Nâzim Hikmet – Espoir

Poème du recueil Il neige dans la nuit, publié chez Gallimard.

Ils marchent, marchent les réacteurs atomiques
Et passent au soleil levant les lunes artificielles
Les camions d’ordures à l’aurore
Font, le long des trottoirs, la récolte des morts
Cadavres d’affamés, cadavres de chômeurs

Ils marchent, marchent les réacteurs atomiques
Et passent au soleil levant les lunes artificielles.
A l’aurore la famille des paysans
Homme et femme âne et charrues de bois
L’âne et la femme attelés à la charrue
Labourent la terre, une miette de terre.

Ils marchent, marchent les réacteurs atomiques
Et passent au soleil levant les lunes artificielles
A l’aurore, il meurt un enfant
Un enfant japonais à Hiroshima
Douze ans et numéroté
Ni diphtérie, ni méningite
Il meurt en 1958
Il meurt un petit japonais à Hiroshima
Né peut être en 1945.

Ils marchent, marchent les réacteurs atomiques
Et passent au soleil levant les lunes artificielles
Et quand se lève le soleil sur les pétales de la rose
Les pilotes silencieux sur les pistes de l’aéroport
Chargent de bommes H les appareils à réaction
Et à l’aurore à l’aurore
Les étudiants, les ouvriers
Sont fauchés par les mitrailleuses
Et les acacias du boulevard
Et les fenêtres et les pots de fleurs sur les balcons

Ils marchent, marchent les réacteurs atomiques
Et passent au soleil levant les lunes artificielles
Et à l’aurore un homme d’etat
Retourne après la réception nocturne à son palais
Au lever du soleil gazouillent les oiseaux
A l’aurore, à l’aurore
Une jeune mère allaite son enfant

Ils marchent, marchent les réacteurs atomiques
Et passent au soleil levant les lunes artificielles
Et j’ai vécu ; à l’aurore ; une nuit
Toute une longue nuit d’insomnie
Et dans la chaleur
J’ai pensé à la mort, à la nostalgie ;
J’ai pensé à toi, à mon pays
Et à l’aurore un homme grassouillet
Sort de son lit et s’habille, distrait :
Qui faut-il aujourd’hui dénoncer et à qui ;
Comment gagner les bonnes grâces de mon chef ?

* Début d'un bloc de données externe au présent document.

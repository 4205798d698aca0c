//! Incremental edits to a tree.
//!
//! These functions edit the tree structure and the per-file extraction
//! results only. Dependents and importance are left stale; the engine
//! recomputes them after every structural change.

use std::fs;
use std::path::{Component, Path, PathBuf};

use filescope_analyze::{DependencyExtractor, ExtractContext, strip_path};
use filescope_core::path::{is_within, normalize, paths_equal, relative_to};
use filescope_core::query::clamp_importance;
use filescope_core::{ExcludeRules, FileNode, FileTree, modified_time};
use tracing::{debug, warn};

use crate::error::{EngineError, EngineResult};

/// Changes applied by [`Mutator::update_node`].
#[derive(Debug, Clone, Default, PartialEq)]
pub struct NodeUpdate {
    /// `Some(None)` clears the summary.
    pub summary: Option<Option<String>>,
    /// New importance, clamped to `[0, 10]`.
    pub importance: Option<f64>,
    /// Re-extract dependencies when the file changed on disk.
    pub refresh: bool,
}

impl NodeUpdate {
    /// An update that only re-extracts dependencies.
    pub fn refresh() -> Self {
        Self {
            refresh: true,
            ..Self::default()
        }
    }
}

/// What [`Mutator::update_node`] did.
#[derive(Debug, Clone, Copy, Default, PartialEq, Eq)]
pub struct UpdateOutcome {
    /// The file was read again.
    pub refreshed: bool,
    /// Its dependency set differs from before.
    pub graph_changed: bool,
}

/// Adds and refreshes nodes, extracting dependencies as it goes.
pub struct Mutator<'a> {
    extractor: &'a DependencyExtractor,
    rules: &'a ExcludeRules,
    ignored: Option<&'a Path>,
}

impl<'a> Mutator<'a> {
    pub fn new(extractor: &'a DependencyExtractor, rules: &'a ExcludeRules) -> Self {
        Self {
            extractor,
            rules,
            ignored: None,
        }
    }

    /// Never add `path`; used for the persisted document.
    pub fn ignoring(mut self, path: &'a Path) -> Self {
        self.ignored = Some(path);
        self
    }

    fn skips(&self, path: &Path) -> bool {
        self.rules.is_excluded(path) || self.ignored.is_some_and(|p| paths_equal(p, path))
    }

    /// Add the file or directory at `path`, creating missing ancestors.
    ///
    /// A directory brings in everything below it that is not excluded. Adding
    /// a file already in the tree re-extracts it. Returns the newly inserted
    /// paths.
    pub fn add_node(&self, tree: &mut FileTree, path: &Path) -> EngineResult<Vec<PathBuf>> {
        let root_path = tree.root.path.clone();
        let path = normalize(path, &root_path);
        if !is_within(&path, &root_path) {
            return Err(EngineError::OutsideRoot { path });
        }
        let metadata = fs::metadata(&path).map_err(|e| EngineError::io(&path, e))?;
        if !paths_equal(&path, &root_path) && self.skips(&path) {
            return Err(EngineError::Excluded { path });
        }

        for ancestor in path.ancestors().skip(1) {
            if !is_within(ancestor, &root_path) || paths_equal(ancestor, &root_path) {
                break;
            }
            replace_mismatched(tree, ancestor, true)?;
        }
        if !paths_equal(&path, &root_path) {
            replace_mismatched(tree, &path, metadata.is_dir())?;
        }

        let project_root = tree.config.project_root.clone();
        let ctx = ExtractContext::with_project_root(&root_path, &project_root);
        let mut added = Vec::new();

        if metadata.is_dir() {
            let dir = ensure_directory(&mut tree.root, &path, &mut added);
            self.fill_directory(dir, &ctx, &mut added);
        } else {
            let parent = path.parent().unwrap_or(&root_path).to_path_buf();
            let dir = ensure_directory(&mut tree.root, &parent, &mut added);
            let mut node = match dir.children.iter().position(|c| paths_equal(&c.path, &path)) {
                Some(idx) if !dir.children[idx].is_directory => dir.children.remove(idx),
                _ => {
                    added.push(path.clone());
                    FileNode::new_file(&path, None)
                }
            };
            node.last_modified = modified_time(&metadata);
            self.extract_into(&mut node, &ctx);
            dir.insert_child(node);
        }

        debug!(path = %path.display(), added = added.len(), "added node");
        Ok(added)
    }

    /// Apply `update` to the node at `path`.
    pub fn update_node(
        &self,
        tree: &mut FileTree,
        path: &Path,
        update: &NodeUpdate,
    ) -> EngineResult<UpdateOutcome> {
        let root_path = tree.root.path.clone();
        let project_root = tree.config.project_root.clone();
        let path = normalize(path, &root_path);
        let node = tree
            .root
            .find_mut(&path)
            .ok_or_else(|| EngineError::NotFound { path: path.clone() })?;

        if let Some(summary) = &update.summary {
            node.summary = summary.clone().filter(|s| !s.trim().is_empty());
        }
        if let Some(importance) = update.importance {
            node.importance = clamp_importance(importance);
        }

        let mut outcome = UpdateOutcome::default();
        if update.refresh && node.is_file() {
            let metadata = fs::metadata(&path).map_err(|e| EngineError::io(&path, e))?;
            let modified = modified_time(&metadata);
            if modified.is_some() && modified == node.last_modified {
                debug!(path = %path.display(), "unchanged since last extraction");
                return Ok(outcome);
            }
            let ctx = ExtractContext::with_project_root(&root_path, &project_root);
            node.last_modified = modified;
            outcome.refreshed = true;
            outcome.graph_changed = self.extract_into(node, &ctx);
        }
        Ok(outcome)
    }

    /// Re-extract `node`, reporting whether its dependency set changed.
    fn extract_into(&self, node: &mut FileNode, ctx: &ExtractContext<'_>) -> bool {
        match self.extractor.extract_file(&node.path, ctx) {
            Ok(extraction) => extraction.apply_to(node),
            Err(e) => {
                warn!(path = %e.path().display(), error = %e, "dependency extraction failed");
                let changed = !node.dependencies.is_empty();
                node.dependencies.clear();
                node.unresolved.clear();
                changed
            }
        }
    }

    /// Insert whatever lies below `dir` on disk and is missing from the tree.
    fn fill_directory(&self, dir: &mut FileNode, ctx: &ExtractContext<'_>, added: &mut Vec<PathBuf>) {
        let entries = match fs::read_dir(&dir.path) {
            Ok(entries) => entries,
            Err(e) => {
                warn!(path = %dir.path.display(), error = %e, "cannot read directory");
                return;
            }
        };

        for entry in entries.flatten() {
            let path = entry.path();
            if self.skips(&path) {
                continue;
            }
            let Ok(file_type) = entry.file_type() else {
                continue;
            };
            // Symlinked directories are not followed.
            let is_dir = if file_type.is_symlink() {
                match fs::metadata(&path) {
                    Ok(meta) if meta.is_dir() => continue,
                    Ok(_) => false,
                    Err(_) => {
                        warn!(path = %path.display(), "skipping broken symlink");
                        continue;
                    }
                }
            } else {
                file_type.is_dir()
            };

            let existing = dir.children.iter().position(|c| paths_equal(&c.path, &path));
            match (existing, is_dir) {
                (Some(idx), true) if dir.children[idx].is_directory => {
                    self.fill_directory(&mut dir.children[idx], ctx, added);
                }
                (Some(_), false) => {}
                (_, true) => {
                    let mut child = FileNode::new_directory(&path);
                    added.push(path);
                    self.fill_directory(&mut child, ctx, added);
                    dir.insert_child(child);
                }
                (None, false) => {
                    let modified = entry.metadata().ok().and_then(|m| modified_time(&m));
                    let mut child = FileNode::new_file(&path, modified);
                    self.extract_into(&mut child, ctx);
                    added.push(path);
                    dir.insert_child(child);
                }
            }
        }
    }
}

/// Directory node at `target`, creating it and its ancestors as needed.
/// Remove the node at `path` when it is not of the wanted kind, so that a
/// file turned directory (or the reverse) leaves no edges behind.
fn replace_mismatched(tree: &mut FileTree, path: &Path, want_dir: bool) -> EngineResult<()> {
    let mismatched = tree
        .root
        .find(path)
        .is_some_and(|node| node.is_directory != want_dir);
    if mismatched {
        let removed = remove_node(tree, path)?;
        debug!(path = %path.display(), removed = removed.len(), "replaced node of other kind");
    }
    Ok(())
}

fn ensure_directory<'t>(
    node: &'t mut FileNode,
    target: &Path,
    added: &mut Vec<PathBuf>,
) -> &'t mut FileNode {
    let next = relative_to(target, &node.path)
        .and_then(|rel| rel.components().next())
        .and_then(|c| match c {
            Component::Normal(part) => Some(node.path.join(part)),
            _ => None,
        });
    let Some(child_path) = next else {
        return node;
    };

    let existing = node
        .children
        .iter()
        .position(|c| paths_equal(&c.path, &child_path));
    let child = match existing {
        Some(idx) if node.children[idx].is_directory => &mut node.children[idx],
        _ => {
            added.push(child_path.clone());
            node.insert_child(FileNode::new_directory(child_path))
        }
    };
    ensure_directory(child, target, added)
}

/// Detach the node at `path` and strip it from every edge set.
///
/// Returns every path that left the tree.
pub fn remove_node(tree: &mut FileTree, path: &Path) -> EngineResult<Vec<PathBuf>> {
    let path = normalize(path, &tree.root.path);
    if paths_equal(&path, &tree.root.path) {
        return Err(EngineError::RootNode { path });
    }
    let detached = tree
        .root
        .remove_descendant(&path)
        .ok_or_else(|| EngineError::NotFound { path: path.clone() })?;
    strip_path(&mut tree.root, &detached.path);

    let removed: Vec<PathBuf> = detached.iter().map(|n| n.path.clone()).collect();
    debug!(path = %path.display(), removed = removed.len(), "removed node");
    Ok(removed)
}

/// Remove every node matching `pattern` and add it to the exclusion list.
pub fn exclude_and_remove(tree: &mut FileTree, pattern: &str) -> EngineResult<Vec<PathBuf>> {
    let pattern = pattern.trim().to_string();
    let rules = ExcludeRules::new(&tree.root.path, std::slice::from_ref(&pattern), false)
        .map_err(|source| EngineError::InvalidPattern {
            pattern: pattern.clone(),
            source,
        })?;

    // Only the top-most match of a subtree needs detaching.
    let mut matches = Vec::new();
    let mut stack: Vec<&FileNode> = tree.root.children.iter().collect();
    while let Some(node) = stack.pop() {
        if rules.is_excluded(&node.path) {
            matches.push(node.path.clone());
        } else {
            stack.extend(node.children.iter());
        }
    }
    matches.sort();

    let mut removed = Vec::new();
    for path in matches {
        removed.extend(remove_node(tree, &path)?);
    }
    if !tree.config.exclude_patterns.contains(&pattern) {
        tree.config.exclude_patterns.push(pattern);
    }
    Ok(removed)
}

Ils marchent, marchent les réacteurs atomiques
Et passent au soleil levant les lunes artificielles
Et à l’aurore un chauffeur mort
Est pendu à un arbre, au bord de la route
On l’arrose d’essence on le brûle ;
Puis l’on va boire au café
L’autre chez le coiffeur va se faire raser
Un autre de bonne heure ouvre son magasin
Un autre encore embrasse une fille sur le front.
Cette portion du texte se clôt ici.